About this task – Both the line with "filename crates/json-api/src/bodegas/handlers/index.rs" and the line with "mod floor_plan;" in the records below must appear in the output, along with every line between them, exactly and with nothing added.

Entries provided –
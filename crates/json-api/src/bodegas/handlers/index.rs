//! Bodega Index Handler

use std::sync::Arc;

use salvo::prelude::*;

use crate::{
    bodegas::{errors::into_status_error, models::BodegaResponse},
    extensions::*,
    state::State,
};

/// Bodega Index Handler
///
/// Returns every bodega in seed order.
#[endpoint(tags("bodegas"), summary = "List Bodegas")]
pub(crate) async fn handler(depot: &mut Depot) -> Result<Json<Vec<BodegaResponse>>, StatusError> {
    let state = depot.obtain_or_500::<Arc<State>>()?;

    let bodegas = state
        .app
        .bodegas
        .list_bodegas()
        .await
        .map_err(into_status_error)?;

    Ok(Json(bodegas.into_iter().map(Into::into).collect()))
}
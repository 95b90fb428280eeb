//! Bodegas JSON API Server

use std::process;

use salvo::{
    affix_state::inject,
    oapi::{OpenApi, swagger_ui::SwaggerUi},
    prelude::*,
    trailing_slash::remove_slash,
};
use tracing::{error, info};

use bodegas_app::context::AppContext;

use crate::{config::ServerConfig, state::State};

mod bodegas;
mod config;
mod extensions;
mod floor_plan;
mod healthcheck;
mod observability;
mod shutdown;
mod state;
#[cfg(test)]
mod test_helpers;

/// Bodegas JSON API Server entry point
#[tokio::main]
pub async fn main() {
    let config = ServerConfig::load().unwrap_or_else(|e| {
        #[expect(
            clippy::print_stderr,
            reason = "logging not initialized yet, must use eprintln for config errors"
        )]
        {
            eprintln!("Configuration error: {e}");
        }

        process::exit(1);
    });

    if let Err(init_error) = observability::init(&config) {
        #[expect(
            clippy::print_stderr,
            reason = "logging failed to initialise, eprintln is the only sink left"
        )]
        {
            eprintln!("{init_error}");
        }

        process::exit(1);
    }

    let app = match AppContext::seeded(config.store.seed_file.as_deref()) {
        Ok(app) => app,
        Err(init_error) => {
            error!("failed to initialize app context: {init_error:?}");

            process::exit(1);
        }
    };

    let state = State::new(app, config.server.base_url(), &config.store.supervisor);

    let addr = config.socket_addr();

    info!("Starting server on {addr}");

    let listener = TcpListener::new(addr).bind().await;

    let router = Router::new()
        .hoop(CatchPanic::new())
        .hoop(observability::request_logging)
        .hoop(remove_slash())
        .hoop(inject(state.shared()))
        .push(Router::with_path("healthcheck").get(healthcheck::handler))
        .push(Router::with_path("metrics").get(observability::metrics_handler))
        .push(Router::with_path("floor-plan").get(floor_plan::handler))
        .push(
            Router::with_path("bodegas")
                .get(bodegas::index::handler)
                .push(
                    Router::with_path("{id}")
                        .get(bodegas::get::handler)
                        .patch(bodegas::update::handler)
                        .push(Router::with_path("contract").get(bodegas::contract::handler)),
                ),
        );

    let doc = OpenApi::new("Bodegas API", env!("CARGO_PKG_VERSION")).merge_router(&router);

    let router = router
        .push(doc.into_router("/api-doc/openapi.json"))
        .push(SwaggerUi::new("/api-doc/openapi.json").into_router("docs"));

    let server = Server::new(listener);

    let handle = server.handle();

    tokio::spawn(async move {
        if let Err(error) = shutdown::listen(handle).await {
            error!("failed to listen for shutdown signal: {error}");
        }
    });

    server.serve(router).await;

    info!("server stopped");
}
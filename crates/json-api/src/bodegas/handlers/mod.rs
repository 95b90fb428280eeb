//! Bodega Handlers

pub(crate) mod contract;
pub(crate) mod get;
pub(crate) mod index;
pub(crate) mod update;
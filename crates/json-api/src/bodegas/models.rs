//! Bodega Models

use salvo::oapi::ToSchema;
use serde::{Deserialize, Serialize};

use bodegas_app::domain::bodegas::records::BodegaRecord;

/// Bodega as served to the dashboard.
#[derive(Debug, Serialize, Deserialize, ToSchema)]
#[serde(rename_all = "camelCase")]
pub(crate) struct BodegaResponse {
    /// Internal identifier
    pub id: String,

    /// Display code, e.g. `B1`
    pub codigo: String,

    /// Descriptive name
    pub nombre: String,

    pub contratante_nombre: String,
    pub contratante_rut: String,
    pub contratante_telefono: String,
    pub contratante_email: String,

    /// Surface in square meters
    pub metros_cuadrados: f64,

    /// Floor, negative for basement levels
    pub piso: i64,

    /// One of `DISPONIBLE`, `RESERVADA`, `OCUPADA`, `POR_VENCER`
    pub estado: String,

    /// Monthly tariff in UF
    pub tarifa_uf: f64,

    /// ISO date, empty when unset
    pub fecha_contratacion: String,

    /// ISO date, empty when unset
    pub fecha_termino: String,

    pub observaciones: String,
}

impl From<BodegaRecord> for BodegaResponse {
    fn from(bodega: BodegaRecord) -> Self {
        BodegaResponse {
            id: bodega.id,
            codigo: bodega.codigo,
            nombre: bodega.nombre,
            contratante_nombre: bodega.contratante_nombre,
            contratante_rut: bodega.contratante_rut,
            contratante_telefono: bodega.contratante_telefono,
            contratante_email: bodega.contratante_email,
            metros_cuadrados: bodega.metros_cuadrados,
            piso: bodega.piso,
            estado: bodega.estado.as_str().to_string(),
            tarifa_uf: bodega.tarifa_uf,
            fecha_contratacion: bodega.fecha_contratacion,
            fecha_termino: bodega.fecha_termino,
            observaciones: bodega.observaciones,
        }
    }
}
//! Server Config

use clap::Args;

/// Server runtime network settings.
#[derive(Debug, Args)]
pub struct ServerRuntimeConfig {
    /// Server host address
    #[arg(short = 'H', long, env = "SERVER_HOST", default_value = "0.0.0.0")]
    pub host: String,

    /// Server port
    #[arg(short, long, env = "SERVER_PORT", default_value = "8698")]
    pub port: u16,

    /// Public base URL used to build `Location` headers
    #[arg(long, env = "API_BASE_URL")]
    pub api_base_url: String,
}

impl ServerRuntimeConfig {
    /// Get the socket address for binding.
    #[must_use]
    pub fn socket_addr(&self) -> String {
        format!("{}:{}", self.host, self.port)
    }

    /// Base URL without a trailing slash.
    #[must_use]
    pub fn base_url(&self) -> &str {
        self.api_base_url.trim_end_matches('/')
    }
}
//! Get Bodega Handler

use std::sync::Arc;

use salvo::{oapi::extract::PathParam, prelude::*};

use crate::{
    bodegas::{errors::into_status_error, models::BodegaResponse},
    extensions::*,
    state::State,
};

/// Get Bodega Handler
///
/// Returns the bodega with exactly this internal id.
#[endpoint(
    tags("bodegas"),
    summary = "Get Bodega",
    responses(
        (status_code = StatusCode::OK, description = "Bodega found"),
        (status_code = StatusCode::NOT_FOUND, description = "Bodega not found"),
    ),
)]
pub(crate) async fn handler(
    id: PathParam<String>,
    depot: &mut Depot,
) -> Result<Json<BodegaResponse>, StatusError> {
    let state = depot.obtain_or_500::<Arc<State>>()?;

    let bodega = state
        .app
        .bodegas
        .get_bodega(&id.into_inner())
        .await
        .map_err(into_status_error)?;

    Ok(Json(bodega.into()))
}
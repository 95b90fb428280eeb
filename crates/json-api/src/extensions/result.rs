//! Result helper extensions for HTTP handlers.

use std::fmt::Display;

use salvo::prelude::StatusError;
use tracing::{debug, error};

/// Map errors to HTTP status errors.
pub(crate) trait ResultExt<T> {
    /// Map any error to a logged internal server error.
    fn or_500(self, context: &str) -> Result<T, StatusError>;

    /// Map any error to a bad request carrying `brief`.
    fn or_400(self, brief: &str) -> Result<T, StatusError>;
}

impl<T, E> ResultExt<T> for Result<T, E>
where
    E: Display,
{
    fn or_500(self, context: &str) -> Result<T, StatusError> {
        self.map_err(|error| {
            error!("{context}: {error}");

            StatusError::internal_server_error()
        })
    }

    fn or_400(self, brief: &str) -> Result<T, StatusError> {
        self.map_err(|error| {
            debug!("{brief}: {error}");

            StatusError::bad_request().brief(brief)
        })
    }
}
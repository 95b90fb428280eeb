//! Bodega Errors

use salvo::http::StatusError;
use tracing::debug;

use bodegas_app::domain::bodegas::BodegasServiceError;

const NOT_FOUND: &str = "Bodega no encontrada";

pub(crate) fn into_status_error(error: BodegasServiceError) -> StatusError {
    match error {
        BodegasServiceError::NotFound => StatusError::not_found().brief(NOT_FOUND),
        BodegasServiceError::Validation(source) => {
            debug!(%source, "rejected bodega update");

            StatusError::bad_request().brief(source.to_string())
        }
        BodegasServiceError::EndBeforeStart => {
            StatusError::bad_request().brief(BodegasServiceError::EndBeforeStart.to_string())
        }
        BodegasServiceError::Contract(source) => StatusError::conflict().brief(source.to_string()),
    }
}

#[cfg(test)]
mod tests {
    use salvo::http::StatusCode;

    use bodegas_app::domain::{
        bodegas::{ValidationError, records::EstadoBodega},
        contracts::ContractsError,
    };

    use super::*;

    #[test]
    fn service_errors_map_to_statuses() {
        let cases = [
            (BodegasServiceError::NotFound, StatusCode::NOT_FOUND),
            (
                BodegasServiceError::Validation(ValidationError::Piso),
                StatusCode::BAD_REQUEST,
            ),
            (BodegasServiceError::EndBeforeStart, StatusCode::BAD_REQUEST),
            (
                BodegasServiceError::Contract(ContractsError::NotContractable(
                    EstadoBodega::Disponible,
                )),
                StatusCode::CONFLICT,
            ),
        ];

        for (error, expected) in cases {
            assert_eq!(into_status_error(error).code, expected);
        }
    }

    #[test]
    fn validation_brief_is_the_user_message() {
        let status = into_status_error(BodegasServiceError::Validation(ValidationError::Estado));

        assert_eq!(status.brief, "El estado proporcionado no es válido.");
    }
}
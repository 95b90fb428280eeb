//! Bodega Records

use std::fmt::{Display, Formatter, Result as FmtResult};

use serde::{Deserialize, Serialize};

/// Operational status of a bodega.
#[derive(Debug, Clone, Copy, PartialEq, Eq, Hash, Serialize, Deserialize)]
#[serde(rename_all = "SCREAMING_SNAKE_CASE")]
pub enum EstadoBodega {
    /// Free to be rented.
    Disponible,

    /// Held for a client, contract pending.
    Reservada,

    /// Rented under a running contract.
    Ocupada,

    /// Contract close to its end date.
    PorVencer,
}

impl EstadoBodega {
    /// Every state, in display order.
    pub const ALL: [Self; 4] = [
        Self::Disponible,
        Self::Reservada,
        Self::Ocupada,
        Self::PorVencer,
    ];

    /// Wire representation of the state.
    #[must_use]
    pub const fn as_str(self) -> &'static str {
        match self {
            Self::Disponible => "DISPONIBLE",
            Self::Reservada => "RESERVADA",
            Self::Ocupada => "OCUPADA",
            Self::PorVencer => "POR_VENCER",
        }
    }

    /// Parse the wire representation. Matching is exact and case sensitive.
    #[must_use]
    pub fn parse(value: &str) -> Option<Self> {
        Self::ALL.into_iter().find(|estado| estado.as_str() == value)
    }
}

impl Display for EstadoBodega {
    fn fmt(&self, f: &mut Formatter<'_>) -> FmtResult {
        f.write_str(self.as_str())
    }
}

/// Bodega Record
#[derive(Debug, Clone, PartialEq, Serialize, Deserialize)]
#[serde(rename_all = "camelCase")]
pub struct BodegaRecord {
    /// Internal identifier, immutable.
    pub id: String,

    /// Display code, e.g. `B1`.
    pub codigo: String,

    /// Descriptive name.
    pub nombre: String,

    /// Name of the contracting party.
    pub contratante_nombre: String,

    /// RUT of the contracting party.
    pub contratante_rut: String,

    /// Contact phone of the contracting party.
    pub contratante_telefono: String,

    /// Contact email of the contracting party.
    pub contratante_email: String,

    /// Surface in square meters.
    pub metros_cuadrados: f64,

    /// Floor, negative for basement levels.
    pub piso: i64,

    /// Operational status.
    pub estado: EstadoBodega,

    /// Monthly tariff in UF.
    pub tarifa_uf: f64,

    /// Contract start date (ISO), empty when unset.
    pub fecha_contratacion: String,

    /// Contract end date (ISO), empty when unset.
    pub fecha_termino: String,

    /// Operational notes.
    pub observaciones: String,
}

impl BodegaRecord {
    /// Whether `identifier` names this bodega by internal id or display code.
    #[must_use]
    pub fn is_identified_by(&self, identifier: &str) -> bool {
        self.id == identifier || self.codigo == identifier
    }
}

--

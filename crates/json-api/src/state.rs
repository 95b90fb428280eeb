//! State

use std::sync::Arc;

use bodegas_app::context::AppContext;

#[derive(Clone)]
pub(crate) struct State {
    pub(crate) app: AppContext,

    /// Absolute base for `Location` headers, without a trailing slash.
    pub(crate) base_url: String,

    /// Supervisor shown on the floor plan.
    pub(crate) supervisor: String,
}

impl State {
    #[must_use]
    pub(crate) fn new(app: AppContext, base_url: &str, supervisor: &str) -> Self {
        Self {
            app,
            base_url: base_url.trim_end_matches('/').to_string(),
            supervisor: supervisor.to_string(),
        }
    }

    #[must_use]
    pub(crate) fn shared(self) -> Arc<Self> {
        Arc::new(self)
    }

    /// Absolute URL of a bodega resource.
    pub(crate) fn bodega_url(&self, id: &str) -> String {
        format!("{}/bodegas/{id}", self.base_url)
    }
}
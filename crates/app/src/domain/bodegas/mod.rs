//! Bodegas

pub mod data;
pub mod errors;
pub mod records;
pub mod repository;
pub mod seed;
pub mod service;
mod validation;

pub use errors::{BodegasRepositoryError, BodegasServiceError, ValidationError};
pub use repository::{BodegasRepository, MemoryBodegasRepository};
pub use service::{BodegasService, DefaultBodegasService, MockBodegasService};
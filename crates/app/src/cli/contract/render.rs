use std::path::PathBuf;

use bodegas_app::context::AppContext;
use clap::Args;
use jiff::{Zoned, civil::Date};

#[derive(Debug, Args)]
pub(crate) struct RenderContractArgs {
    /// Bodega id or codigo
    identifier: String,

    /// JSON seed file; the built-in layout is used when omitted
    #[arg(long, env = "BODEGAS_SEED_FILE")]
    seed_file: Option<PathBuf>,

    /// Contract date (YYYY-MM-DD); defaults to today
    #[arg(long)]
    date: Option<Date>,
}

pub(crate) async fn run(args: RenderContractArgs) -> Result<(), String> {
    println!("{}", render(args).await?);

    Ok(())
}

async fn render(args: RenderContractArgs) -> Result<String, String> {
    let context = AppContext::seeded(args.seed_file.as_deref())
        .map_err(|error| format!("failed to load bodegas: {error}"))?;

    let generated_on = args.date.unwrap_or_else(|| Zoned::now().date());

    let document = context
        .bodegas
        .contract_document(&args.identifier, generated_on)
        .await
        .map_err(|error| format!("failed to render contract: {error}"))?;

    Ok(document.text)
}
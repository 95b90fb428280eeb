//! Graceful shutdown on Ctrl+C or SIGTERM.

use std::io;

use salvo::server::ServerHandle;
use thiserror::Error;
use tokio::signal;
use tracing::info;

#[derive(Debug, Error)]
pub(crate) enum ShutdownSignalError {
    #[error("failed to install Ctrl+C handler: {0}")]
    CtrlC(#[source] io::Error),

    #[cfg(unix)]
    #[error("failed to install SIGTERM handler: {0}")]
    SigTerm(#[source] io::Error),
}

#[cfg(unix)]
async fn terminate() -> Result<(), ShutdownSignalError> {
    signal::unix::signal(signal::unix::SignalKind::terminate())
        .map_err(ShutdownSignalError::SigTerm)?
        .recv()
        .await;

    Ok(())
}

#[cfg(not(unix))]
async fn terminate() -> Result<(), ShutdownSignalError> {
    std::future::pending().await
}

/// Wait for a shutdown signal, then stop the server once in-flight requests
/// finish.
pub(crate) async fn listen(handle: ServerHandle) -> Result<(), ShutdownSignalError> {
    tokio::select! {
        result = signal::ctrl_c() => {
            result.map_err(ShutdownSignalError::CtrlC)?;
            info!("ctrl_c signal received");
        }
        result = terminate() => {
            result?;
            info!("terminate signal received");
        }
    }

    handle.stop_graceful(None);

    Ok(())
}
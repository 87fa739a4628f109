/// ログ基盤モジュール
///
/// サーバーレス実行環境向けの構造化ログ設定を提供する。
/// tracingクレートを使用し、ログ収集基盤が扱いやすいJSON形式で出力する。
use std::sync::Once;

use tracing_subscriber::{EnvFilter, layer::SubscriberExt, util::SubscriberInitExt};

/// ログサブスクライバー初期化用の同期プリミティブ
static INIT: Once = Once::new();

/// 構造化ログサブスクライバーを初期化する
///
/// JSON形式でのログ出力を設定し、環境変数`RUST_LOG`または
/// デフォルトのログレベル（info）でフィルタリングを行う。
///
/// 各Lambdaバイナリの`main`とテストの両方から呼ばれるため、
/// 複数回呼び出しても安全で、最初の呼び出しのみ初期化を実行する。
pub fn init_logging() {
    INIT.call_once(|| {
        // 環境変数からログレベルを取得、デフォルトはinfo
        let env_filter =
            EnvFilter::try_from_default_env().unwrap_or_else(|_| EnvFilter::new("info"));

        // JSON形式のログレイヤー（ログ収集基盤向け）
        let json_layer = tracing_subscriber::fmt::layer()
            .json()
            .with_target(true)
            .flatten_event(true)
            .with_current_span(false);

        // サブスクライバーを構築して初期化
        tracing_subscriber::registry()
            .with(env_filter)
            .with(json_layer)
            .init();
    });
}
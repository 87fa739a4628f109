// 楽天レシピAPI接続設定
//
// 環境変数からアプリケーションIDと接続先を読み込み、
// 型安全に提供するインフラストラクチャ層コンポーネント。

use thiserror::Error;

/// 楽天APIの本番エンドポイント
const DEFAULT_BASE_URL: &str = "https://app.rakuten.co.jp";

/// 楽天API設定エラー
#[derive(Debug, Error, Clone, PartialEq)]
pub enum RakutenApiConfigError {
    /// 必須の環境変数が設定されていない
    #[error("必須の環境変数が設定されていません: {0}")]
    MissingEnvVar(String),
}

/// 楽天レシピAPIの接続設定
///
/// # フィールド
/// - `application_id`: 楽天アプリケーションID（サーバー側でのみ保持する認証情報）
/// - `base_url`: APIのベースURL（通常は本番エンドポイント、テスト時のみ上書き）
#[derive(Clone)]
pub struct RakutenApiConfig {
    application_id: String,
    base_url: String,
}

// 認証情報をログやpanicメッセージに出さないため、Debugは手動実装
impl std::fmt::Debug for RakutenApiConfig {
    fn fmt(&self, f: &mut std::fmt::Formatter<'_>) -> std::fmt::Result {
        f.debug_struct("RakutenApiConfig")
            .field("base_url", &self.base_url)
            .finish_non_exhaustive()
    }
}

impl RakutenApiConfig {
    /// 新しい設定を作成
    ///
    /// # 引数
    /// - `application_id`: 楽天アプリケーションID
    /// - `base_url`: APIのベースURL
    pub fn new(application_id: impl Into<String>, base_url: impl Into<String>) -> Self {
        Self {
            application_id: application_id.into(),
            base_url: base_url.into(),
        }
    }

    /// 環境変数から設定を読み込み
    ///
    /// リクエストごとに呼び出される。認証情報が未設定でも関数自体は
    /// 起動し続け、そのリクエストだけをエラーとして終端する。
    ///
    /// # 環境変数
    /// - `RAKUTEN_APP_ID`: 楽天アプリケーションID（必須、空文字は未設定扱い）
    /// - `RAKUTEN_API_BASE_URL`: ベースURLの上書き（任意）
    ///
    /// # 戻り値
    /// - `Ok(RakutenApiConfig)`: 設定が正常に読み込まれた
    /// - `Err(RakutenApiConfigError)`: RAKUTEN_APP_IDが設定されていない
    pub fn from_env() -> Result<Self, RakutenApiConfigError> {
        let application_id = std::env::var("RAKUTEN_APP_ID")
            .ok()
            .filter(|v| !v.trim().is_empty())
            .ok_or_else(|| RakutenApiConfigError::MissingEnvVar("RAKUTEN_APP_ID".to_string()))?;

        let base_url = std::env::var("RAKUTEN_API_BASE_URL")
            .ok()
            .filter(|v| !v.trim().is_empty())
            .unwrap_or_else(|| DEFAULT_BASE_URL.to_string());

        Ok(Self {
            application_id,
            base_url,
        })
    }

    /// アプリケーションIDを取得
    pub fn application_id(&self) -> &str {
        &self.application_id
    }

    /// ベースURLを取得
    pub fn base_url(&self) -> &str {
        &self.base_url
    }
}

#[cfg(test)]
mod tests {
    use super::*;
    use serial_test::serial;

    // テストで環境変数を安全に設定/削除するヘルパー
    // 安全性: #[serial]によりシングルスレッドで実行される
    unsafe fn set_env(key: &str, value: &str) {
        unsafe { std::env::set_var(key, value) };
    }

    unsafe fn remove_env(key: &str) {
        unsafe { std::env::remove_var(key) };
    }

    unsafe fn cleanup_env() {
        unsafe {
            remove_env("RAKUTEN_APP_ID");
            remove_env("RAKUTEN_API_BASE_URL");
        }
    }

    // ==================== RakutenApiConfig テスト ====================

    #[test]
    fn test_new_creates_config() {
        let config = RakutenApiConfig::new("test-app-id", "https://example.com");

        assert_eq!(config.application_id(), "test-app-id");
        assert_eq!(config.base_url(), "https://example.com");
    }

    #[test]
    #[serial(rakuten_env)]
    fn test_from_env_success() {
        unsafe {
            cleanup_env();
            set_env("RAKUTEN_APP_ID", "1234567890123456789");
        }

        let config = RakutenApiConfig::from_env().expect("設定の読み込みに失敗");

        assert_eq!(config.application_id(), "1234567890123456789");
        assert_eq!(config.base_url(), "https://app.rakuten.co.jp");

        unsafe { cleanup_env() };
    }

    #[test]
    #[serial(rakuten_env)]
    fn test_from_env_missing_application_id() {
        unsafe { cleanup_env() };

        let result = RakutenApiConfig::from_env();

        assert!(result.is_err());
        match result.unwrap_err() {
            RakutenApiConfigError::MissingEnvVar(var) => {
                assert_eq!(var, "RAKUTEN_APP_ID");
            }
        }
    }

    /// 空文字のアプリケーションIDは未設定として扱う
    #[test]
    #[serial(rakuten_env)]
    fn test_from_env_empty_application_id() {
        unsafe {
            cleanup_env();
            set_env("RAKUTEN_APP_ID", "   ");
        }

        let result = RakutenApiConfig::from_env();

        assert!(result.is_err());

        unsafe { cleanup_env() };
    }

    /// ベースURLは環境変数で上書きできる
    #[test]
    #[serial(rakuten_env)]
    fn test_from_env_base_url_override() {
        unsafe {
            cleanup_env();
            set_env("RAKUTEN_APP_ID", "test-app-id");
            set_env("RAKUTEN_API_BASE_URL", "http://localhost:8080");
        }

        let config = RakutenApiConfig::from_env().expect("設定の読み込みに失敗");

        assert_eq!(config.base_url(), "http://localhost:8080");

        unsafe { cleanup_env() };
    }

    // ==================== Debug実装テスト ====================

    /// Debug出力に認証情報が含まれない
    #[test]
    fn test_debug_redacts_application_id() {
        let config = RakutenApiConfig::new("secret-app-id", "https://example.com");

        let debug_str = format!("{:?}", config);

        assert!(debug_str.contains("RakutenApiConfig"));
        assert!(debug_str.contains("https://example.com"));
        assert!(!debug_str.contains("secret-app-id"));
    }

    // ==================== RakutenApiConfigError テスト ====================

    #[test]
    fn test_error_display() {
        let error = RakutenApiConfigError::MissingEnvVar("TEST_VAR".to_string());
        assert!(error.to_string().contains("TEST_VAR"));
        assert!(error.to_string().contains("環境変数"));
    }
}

* * *

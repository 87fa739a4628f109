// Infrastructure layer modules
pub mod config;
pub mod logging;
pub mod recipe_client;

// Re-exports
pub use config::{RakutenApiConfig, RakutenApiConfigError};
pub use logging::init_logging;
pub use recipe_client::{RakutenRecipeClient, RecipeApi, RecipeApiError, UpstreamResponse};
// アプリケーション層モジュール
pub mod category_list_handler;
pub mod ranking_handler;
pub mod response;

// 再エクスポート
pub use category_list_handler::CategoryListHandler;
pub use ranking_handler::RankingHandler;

Result of the task –
filename crates/json-api/src/bodegas/handlers/index.rs
//! Bodega Index Handler

use std::sync::Arc;

use salvo::prelude::*;

use crate::{
    bodegas::{errors::into_status_error, models::BodegaResponse},
    extensions::*,
    state::State,
};

/// Bodega Index Handler
///
/// Returns every bodega in seed order.
#[endpoint(tags("bodegas"), summary = "List Bodegas")]
pub(crate) async fn handler(depot: &mut Depot) -> Result<Json<Vec<BodegaResponse>>, StatusError> {
    let state = depot.obtain_or_500::<Arc<State>>()?;

    let bodegas = state
        .app
        .bodegas
        .list_bodegas()
        .await
        .map_err(into_status_error)?;

    Ok(Json(bodegas.into_iter().map(Into::into).collect()))
}
repository 95b90fb428280eeb
//! Bodegas JSON API Server

use std::process;

use salvo::{
    affix_state::inject,
    oapi::{OpenApi, swagger_ui::SwaggerUi},
    prelude::*,
    trailing_slash::remove_slash,
};
use tracing::{error, info};

use bodegas_app::context::AppContext;

use crate::{config::ServerConfig, state::State};

mod bodegas;
mod config;
mod extensions;
mod floor_plan;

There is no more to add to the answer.